■ What this task involves:
Examine each line of the data, and copy the ones containing "Option".

■ Records for this exercise:
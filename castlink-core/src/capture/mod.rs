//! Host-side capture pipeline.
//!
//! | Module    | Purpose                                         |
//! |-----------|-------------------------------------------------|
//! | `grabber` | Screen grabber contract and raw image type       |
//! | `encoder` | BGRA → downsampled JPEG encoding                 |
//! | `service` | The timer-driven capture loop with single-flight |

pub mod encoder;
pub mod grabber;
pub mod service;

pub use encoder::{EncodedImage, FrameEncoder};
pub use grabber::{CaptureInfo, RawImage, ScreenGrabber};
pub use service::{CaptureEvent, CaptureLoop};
--
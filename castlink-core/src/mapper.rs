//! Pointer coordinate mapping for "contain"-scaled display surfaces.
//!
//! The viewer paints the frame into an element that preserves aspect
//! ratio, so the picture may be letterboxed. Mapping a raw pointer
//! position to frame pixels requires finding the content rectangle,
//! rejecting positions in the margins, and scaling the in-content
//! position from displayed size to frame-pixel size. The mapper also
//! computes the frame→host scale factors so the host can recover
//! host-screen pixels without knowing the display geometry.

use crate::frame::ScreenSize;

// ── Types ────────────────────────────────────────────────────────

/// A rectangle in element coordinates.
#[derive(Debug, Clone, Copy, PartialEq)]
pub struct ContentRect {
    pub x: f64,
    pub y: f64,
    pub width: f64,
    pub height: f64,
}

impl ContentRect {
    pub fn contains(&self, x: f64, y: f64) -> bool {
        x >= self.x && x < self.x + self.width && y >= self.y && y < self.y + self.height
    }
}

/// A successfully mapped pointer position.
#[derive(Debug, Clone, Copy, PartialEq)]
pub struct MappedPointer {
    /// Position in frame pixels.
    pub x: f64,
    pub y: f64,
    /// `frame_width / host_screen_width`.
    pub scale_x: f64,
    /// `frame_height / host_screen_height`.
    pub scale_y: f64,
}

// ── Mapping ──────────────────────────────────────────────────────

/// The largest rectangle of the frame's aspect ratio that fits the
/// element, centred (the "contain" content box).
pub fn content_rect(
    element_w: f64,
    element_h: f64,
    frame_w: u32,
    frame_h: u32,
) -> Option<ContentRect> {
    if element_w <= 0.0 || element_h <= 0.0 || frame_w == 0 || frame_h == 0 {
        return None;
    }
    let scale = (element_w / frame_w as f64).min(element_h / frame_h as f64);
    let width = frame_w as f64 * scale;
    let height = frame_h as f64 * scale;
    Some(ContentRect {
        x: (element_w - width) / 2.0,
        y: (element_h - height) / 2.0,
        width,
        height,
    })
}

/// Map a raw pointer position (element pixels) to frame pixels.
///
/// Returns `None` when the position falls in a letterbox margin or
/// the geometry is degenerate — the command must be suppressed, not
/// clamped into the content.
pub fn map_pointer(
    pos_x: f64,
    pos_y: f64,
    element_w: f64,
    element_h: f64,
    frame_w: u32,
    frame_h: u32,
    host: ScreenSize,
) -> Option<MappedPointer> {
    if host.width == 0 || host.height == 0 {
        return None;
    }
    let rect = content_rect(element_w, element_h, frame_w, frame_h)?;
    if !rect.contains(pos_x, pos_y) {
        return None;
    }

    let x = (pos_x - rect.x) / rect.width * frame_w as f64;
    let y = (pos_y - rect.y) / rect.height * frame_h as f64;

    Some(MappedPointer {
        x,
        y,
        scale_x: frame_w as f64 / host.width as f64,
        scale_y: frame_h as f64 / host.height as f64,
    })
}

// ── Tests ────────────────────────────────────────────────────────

■ Response:
) -> Option<ContentRect> {
) -> Option<MappedPointer> {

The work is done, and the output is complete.